▶ **Task to complete**
Search term "CameraModelError": work out how many lines of the data below contain it, and answer with that number alone.

==== Source data

//! Pinhole camera intrinsic model.
//!
//! The simplest perspective model: one focal length for both axes, zero skew,
//! no lens distortion. It doubles as the reference semantics every other
//! variant has to satisfy once its distortion is removed.
//!
//! # Mathematical Model
//!
//! The calibration matrix and its cached inverse are
//!
//! ```text
//! K = [ f  0  px ]        Kinv = [ 1/f   0   -px/f ]
//!     [ 0  f  py ]               [  0   1/f  -py/f ]
//!     [ 0  0   1 ]               [  0    0     1   ]
//! ```
//!
//! Projection of a camera-frame point p = (x, y, z):
//!
//! ```text
//! u = f · (x/z) + px
//! v = f · (y/z) + py
//! ```
//!
//! Unprojection of a pixel (u, v):
//!
//! ```text
//! ray = normalize(Kinv · [u, v, 1])
//! ```
//!
//! Focal length and principal point are *derived* from `K` rather than stored
//! next to it, and every parameter update replaces the whole value, so `K`
//! and `Kinv` cannot go stale against each other.

use nalgebra::{DVector, Isometry3, Matrix2xX, Matrix3, Matrix3x4, SMatrix, Vector2, Vector3};

use crate::{CameraIntrinsic, CameraModelError, IntrinsicConfig, IntrinsicKind};

/// Pinhole intrinsic model with 3 free parameters: `[focal, ppx, ppy]`.
#[derive(Debug, Clone, PartialEq)]
pub struct PinholeIntrinsic {
    width: u32,
    height: u32,
    /// Calibration matrix. Focal length and principal point are embedded here.
    k: Matrix3<f64>,
    /// Inverse of the calibration matrix, recomputed at every construction.
    k_inv: Matrix3<f64>,
}

impl PinholeIntrinsic {
    /// Creates a pinhole model for a `width × height` pixel grid.
    ///
    /// # Arguments
    ///
    /// * `focal_length` - Focal length in pixels (shared by both axes)
    /// * `ppx`, `ppy` - Principal point in pixels
    ///
    /// A zero focal length produces a singular `K`; `Kinv` is then NaN and
    /// NaN propagates through [`unproject`](CameraIntrinsic::unproject).
    /// Detecting that misconfiguration is the caller's responsibility, it is
    /// not checked on the projection hot path.
    pub fn new(width: u32, height: u32, focal_length: f64, ppx: f64, ppy: f64) -> Self {
        let k = Matrix3::new(
            focal_length,
            0.0,
            ppx,
            0.0,
            focal_length,
            ppy,
            0.0,
            0.0,
            1.0,
        );
        let k_inv = k
            .try_inverse()
            .unwrap_or_else(|| Matrix3::from_element(f64::NAN));
        Self {
            width,
            height,
            k,
            k_inv,
        }
    }

    /// The 3×3 calibration matrix `K`.
    pub fn k(&self) -> &Matrix3<f64> {
        &self.k
    }

    /// The inverse of the calibration matrix.
    pub fn k_inv(&self) -> &Matrix3<f64> {
        &self.k_inv
    }

    /// Focal length in pixels, read from `K`.
    pub fn focal(&self) -> f64 {
        self.k[(0, 0)]
    }

    /// Principal point in pixels, read from `K`.
    pub fn principal_point(&self) -> Vector2<f64> {
        Vector2::new(self.k[(0, 2)], self.k[(1, 2)])
    }
}

impl CameraIntrinsic for PinholeIntrinsic {
    fn kind(&self) -> IntrinsicKind {
        IntrinsicKind::Pinhole
    }

    fn width(&self) -> u32 {
        self.width
    }

    fn height(&self) -> u32 {
        self.height
    }

    fn unproject(&self, pixel: &Vector2<f64>) -> Vector3<f64> {
        let p3 = Vector3::new(pixel.x, pixel.y, 1.0);
        (self.k_inv * p3).normalize()
    }

    fn cam_to_image(&self, p: &Vector2<f64>) -> Vector2<f64> {
        p * self.focal() + self.principal_point()
    }

    fn image_to_cam(&self, p: &Vector2<f64>) -> Vector2<f64> {
        (p - self.principal_point()) / self.focal()
    }

    fn has_distortion(&self) -> bool {
        false
    }

    fn add_distortion(&self, p: &Vector2<f64>) -> Vector2<f64> {
        *p
    }

    fn remove_distortion(&self, p: &Vector2<f64>) -> Vector2<f64> {
        *p
    }

    fn undistorted_pixel(&self, p: &Vector2<f64>) -> Vector2<f64> {
        *p
    }

    fn distorted_pixel(&self, p: &Vector2<f64>) -> Vector2<f64> {
        *p
    }

    fn image_to_camera_error(&self, value: f64) -> f64 {
        value / self.focal()
    }

    fn projection_matrix(&self, pose: &Isometry3<f64>) -> Matrix3x4<f64> {
        let kr = self.k * pose.rotation.to_rotation_matrix().into_inner();
        let kt = self.k * pose.translation.vector;
        let mut p = Matrix3x4::zeros();
        p.fixed_view_mut::<3, 3>(0, 0).copy_from(&kr);
        p.set_column(3, &kt);
        p
    }

    /// Returns `[focal, ppx, ppy]`; the order is part of the contract.
    fn params(&self) -> DVector<f64> {
        DVector::from_vec(vec![self.k[(0, 0)], self.k[(0, 2)], self.k[(1, 2)]])
    }

    fn param_count(&self) -> usize {
        3
    }

    fn update_from_params(&mut self, params: &[f64]) -> Result<(), CameraModelError> {
        if params.len() != 3 {
            return Err(CameraModelError::ParamCountMismatch {
                expected: 3,
                received: params.len(),
            });
        }
        // Wholesale replacement keeps the K/Kinv invariant atomic.
        *self = Self::new(self.width, self.height, params[0], params[1], params[2]);
        Ok(())
    }

    fn jacobian_point(&self, p_cam: &Vector3<f64>) -> SMatrix<f64, 2, 3> {
        let f = self.focal();
        let inv_z = 1.0 / p_cam.z;
        let x_norm = p_cam.x * inv_z;
        let y_norm = p_cam.y * inv_z;

        // Jacobian ∂(u,v)/∂(x,y,z) for u = f·x/z + px, v = f·y/z + py
        SMatrix::<f64, 2, 3>::new(
            f * inv_z,
            0.0,
            -f * x_norm * inv_z,
            0.0,
            f * inv_z,
            -f * y_norm * inv_z,
        )
    }

    fn jacobian_params(&self, p_cam: &Vector3<f64>) -> Matrix2xX<f64> {
        let inv_z = 1.0 / p_cam.z;
        let x_norm = p_cam.x * inv_z;
        let y_norm = p_cam.y * inv_z;

        // Jacobian ∂(u,v)/∂(f, px, py)
        Matrix2xX::from_columns(&[
            Vector2::new(x_norm, y_norm),
            Vector2::new(1.0, 0.0),
            Vector2::new(0.0, 1.0),
        ])
    }

    fn config(&self) -> IntrinsicConfig {
        IntrinsicConfig::Pinhole {
            width: self.width,
            height: self.height,
            focal_length: self.focal(),
            principal_point: [self.k[(0, 2)], self.k[(1, 2)]],
        }
    }
}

========

▶ **Exercise answer**
3